HIV/AIDS (Prevention and Control) Bill introduced in India

Asia Pacific Regional Correspondent

Key affected communities in India have expressed disappointment following the introduction of the “HIV/AIDS (Prevention and Control) Bill,” which passed through the Rajya Sabha on 21 March. Community members have spoken out saying it allows governments to escape their obligation to provide complete treatment to people living with HIV. Article 21 [Right to Life] of the Indian Constitution was previously used to hold the government accountable and advocate for rights to life saving treatment. However, a clause in the new law means that government can argue that their commitment is to provide treatment ‘as far as possible.’

Although the bill purportedly seeks to prevent and control the spread of HIV and AIDS and prohibits discrimination against people living with HIV/AIDS, health and human rights activists say the bill is more about excusing and justifying shortcomings by the government.

The Wire quoted Loon Gangte, regional coordinator for South Asia at the International Treatment Preparedness Coalition who summarised the reaction of many people living with HIV. They said, “I am very sad and angry. We, the community of people living with HIV, cannot and will not accept this Bill, as the contentious clause ‘as far as possible’ is not removed. This HIV Bill, instead of protecting and safeguarding our welfare, is now protecting the government and politicians. This is not our Bill; we don’t accept it.”

Shortages of HIV medicines are a common reality in India. reported the results of a joint study by the Delhi Network of Positive People and MSF Access Campaign which found people living with HIV often missed out on the required amount of prescribed medicine, or others missed out on receiving medication all together. Another study, reported by found that 18.8 percent of patients received insufficient quantities of drugs even after two or more visits to ART clinics and 13 percent of the patients did not receive drugs at all.

Many cities and other areas face worse shortages than Delhi. For sex workers and hijra (transgender) communities these figures are often even worse. “The harsh reality is despite being aware of the nature of HIV virus, the medical fraternity often chooses not to treat an infected patient. The stigma is even more deep-rooted when the patient happens to be a sex worker,” said Dr Shashidhar Buggy to Times of India. "We cannot expect others to stop discriminating against sex workers if the doctor community itself is biased.”

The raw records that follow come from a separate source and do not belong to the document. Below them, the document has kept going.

//! TMS5220 LPC-10 codec
//!
//! Converts recorded speech into a bitstream compatible with the TMS5220
//! Voice Synthesis Processor, and resynthesizes speech-like audio from
//! such bitstreams.
//!
//! The encode path segments mono PCM, estimates a pitch period from the
//! lowpass-filtered signal's autocorrelation, extracts ten reflector
//! coefficients and a prediction gain from the pre-emphasized and windowed
//! signal, and quantizes everything onto the chip's coding tables. The
//! decode path unpacks frames and drives a ten-stage lattice filter with
//! either a chirp pulse train (voiced) or LFSR noise (unvoiced).

pub mod codec;
pub mod encoder;
pub mod frame;
pub mod postprocessor;
pub mod synthesizer;
pub mod tables;

pub use codec::{EncodedBitstream, Tms5220Codec};
pub use encoder::FrameEncoder;
pub use frame::{closest_index, Frame, FrameRecord};
pub use postprocessor::FramePostprocessor;
pub use synthesizer::{Synthesizer, SynthesizerState};
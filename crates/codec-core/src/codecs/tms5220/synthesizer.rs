//! Lattice-filter speech synthesis
//!
//! The [`Synthesizer`] reconstructs PCM audio from a frame table the way
//! the TMS5220 does: voiced frames excite a ten-stage all-pole lattice
//! filter with a chirp pulse train, unvoiced frames push the output of a
//! 16-bit LFSR noise generator through the first four stages.

use tracing::debug;

use crate::audio::AudioBuffer;
use crate::codecs::tms5220::frame::Frame;
use crate::codecs::tms5220::tables;

/// Synthesizer activity, tracked across frames
#[derive(Debug, Clone, Copy, PartialEq, Eq)]
pub enum SynthesizerState {
    /// No speech in progress
    Idle,
    /// A non-silent frame has been seen and the filter is running
    Speaking,
}

/// Reconstructs audio from a table of LPC-10 frames
#[derive(Debug, Clone)]
pub struct Synthesizer {
    sample_rate_hz: u32,
    window_width_ms: f32,
    samples_per_frame: usize,

    state: SynthesizerState,

    // Frame parameters currently loaded into the filter
    energy: f32,
    period: usize,
    k: [f32; tables::N_COEFFS],

    // Lattice filter state
    x: [f32; tables::N_COEFFS],
    u0: f32,

    // Excitation state
    period_count: usize,
    lfsr: u16,

    samples: Vec<f32>,
}

impl Synthesizer {
    /// Create a new synthesizer
    ///
    /// # Arguments
    ///
    /// * `sample_rate_hz` - Output sampling rate, in Hertz
    /// * `window_width_ms` - Frame length, in milliseconds; together with
    ///   the sample rate this fixes the number of samples per frame
    pub fn new(sample_rate_hz: u32, window_width_ms: f32) -> Self {
        let samples_per_frame = (sample_rate_hz as f32 * window_width_ms * 1e-3) as usize;

        Self {
            sample_rate_hz,
            window_width_ms,
            samples_per_frame,
            state: SynthesizerState::Idle,
            energy: 0.0,
            period: 0,
            k: [0.0; tables::N_COEFFS],
            x: [0.0; tables::N_COEFFS],
            u0: 0.0,
            period_count: 0,
            lfsr: 1,
            samples: Vec::new(),
        }
    }

    /// Render an entire frame table to PCM samples
    ///
    /// Returns all samples generated before a stop frame or the end of the
    /// table, whichever comes first. The synthesizer ends Idle with its
    /// filter state fully reset.
    pub fn synthesize(&mut self, frames: &[Frame]) -> Vec<f32> {
        self.reset();

        for frame in frames {
            if self.process_frame(frame) {
                break;
            }
        }

        // End of table: full state reset, rendered samples persist
        self.reset_excitation();
        self.state = SynthesizerState::Idle;

        debug!(
            frames = frames.len(),
            samples = self.samples.len(),
            "synthesized frame table"
        );

        self.samples.clone()
    }

    /// Load one frame and render its span of samples
    ///
    /// This is the per-frame API for callers that poll between frames.
    /// Returns `true` when the frame is a stop frame, which halts speech
    /// and resets the filter.
    pub fn process_frame(&mut self, frame: &Frame) -> bool {
        if self.update_synthesis_table(frame) {
            return true;
        }

        for _ in 0..self.samples_per_frame {
            let sample = self.update_lattice_filter();
            self.samples.push(sample);
        }

        false
    }

    /// Access the samples rendered so far
    pub fn samples(&self) -> &[f32] {
        &self.samples
    }

    /// Current synthesizer activity
    pub fn state(&self) -> SynthesizerState {
        self.state
    }

    /// Number of samples rendered per frame
    pub fn samples_per_frame(&self) -> usize {
        self.samples_per_frame
    }

    /// Package the rendered samples into an audio buffer
    ///
    /// The buffer inherits the synthesizer's sample rate and window width,
    /// so it can be written straight to a WAV file.
    pub fn to_audio_buffer(&self) -> AudioBuffer {
        AudioBuffer::from_samples(
            self.samples.clone(),
            self.sample_rate_hz,
            self.window_width_ms,
        )
    }

    /// Clear rendered samples and reset all filter and excitation state
    pub fn reset(&mut self) {
        self.reset_excitation();
        self.state = SynthesizerState::Idle;
        self.samples.clear();
    }

    /// Load a frame's parameters into the synthesis table
    ///
    /// Returns `true` for a stop frame.
    fn update_synthesis_table(&mut self, frame: &Frame) -> bool {
        let gain_index = frame.quantized_gain();

        if gain_index == 0 {
            // Silent frame: energy is cut but filter state persists
            self.energy = 0.0;
        } else if gain_index == tables::STOP_FRAME_GAIN_INDEX {
            self.reset_excitation();
            self.state = SynthesizerState::Idle;
            return true;
        } else {
            self.energy = tables::ENERGY[gain_index];
            self.period = tables::PITCH[frame.quantized_pitch()] as usize;
            self.state = SynthesizerState::Speaking;

            // A repeat frame reuses the previous spectral envelope
            if !frame.is_repeat() {
                let coeffs = frame.quantized_coeffs();

                for i in 0..4 {
                    self.k[i] = tables::K_TABLES[i][coeffs[i]];
                }

                // Voiced-only parameters
                if self.period != 0 {
                    for i in 4..tables::N_COEFFS {
                        self.k[i] = tables::K_TABLES[i][coeffs[i]];
                    }
                }
            }
        }

        false
    }

    /// Generate one excitation sample and push it through the lattice
    fn update_lattice_filter(&mut self) -> f32 {
        if self.period != 0 {
            // Voiced: walk the chirp once per pitch period
            if self.period_count < self.period {
                self.period_count += 1;
            } else {
                self.period_count = 0;
            }

            self.u0 = if self.period_count < tables::CHIRP.len() {
                tables::CHIRP[self.period_count] * self.energy
            } else {
                0.0
            };
        } else {
            // Unvoiced: flat-spectrum noise from the LFSR
            self.u0 = if self.advance_noise() {
                self.energy
            } else {
                -self.energy
            };
        }

        // Unvoiced excitation only drives the first four stages; the upper
        // stages idle with their coefficients untouched
        let top = if self.period != 0 {
            self.u0 -= self.k[9] * self.x[9];
            9
        } else {
            4
        };

        for i in (1..=top).rev() {
            self.u0 -= self.k[i - 1] * self.x[i - 1];
            self.x[i] = self.x[i - 1] + self.k[i - 1] * self.u0;
        }

        self.x[0] = self.u0.clamp(-1.0, 1.0);
        self.x[0]
    }

    /// Advance the 16-bit noise LFSR and report its output bit
    fn advance_noise(&mut self) -> bool {
        let feedback = if self.lfsr & 1 == 1 { 0xB800 } else { 0 };
        self.lfsr = (self.lfsr >> 1) ^ feedback;
        self.lfsr & 1 == 1
    }

    fn reset_excitation(&mut self) {
        self.energy = 0.0;
        self.period = 0;
        self.k = [0.0; tables::N_COEFFS];
        self.x = [0.0; tables::N_COEFFS];
        self.u0 = 0.0;
        self.period_count = 0;
        self.lfsr = 1;
    }
}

One recent case saw a sex worker living with HIV initially denied treatment in a public hospital in Nair, Mumbai. However since coverage of the incident, health officials have said the new law will address discrimination against people living with HIV in medical settings. The new law legislates anti-discrimination coverage for people living with HIV across many areas of life, including healthcare and employment. However, it is unclear how many sex workers living with HIV may benefit from these protections. Sex work is still criminalised, discrimination is still high, and people living with HIV still face lack of access to adequate treatment.

The recent demonetization policy has only added to the plight of transgender people as far as treatment is concerned. "It has become very difficult to meet medical and travel expenses. I recently had to undergo a uterus operation, which was an expensive procedure. The tests and follow-up visits have drilled a hole in my pocket and scrapping of the Rs 500 and Rs 1,000 notes has only made it worse," said Usha, an HIV positive transgender sex work, to The Times of India.

Manta, another transgender sex worker said, "I am HIV positive but I have learnt to take care of my health. However, after demonetization, my income has drastically reduced. Either the clients don't pay or they hand over high denomination notes. Either way, I am left with no money."

The Durbar Mahila Samanwaya Committee has been working in red-light areas of West Bengal, including Sonagachi in Kolkata, for two decades to reduce HIV infection among sex workers.

Samina Bibi, a sex worker in the Sonagachi district told reporters that since she was detected as living with HIV ten years ago she has been taking medicines from the ART centre. Salina told reporters that “whenever there is a stock-out, we fight as an organisation and get medicines sooner than otherwise.”

In Kamathipura, Mumbai, sex workers living with HIV look out for each other and support each other whether its sharing information on medication, nutrition and hospital checkups or providing solidarity and agitating in cases of discrimination. As Bonita Thakur explained, “when I heard of how one woman had been thrown out by her brothel owner, we created a ruckus till she was given her clothes and money.” She says that there is still much ignorance and fear about HIV and AIDS.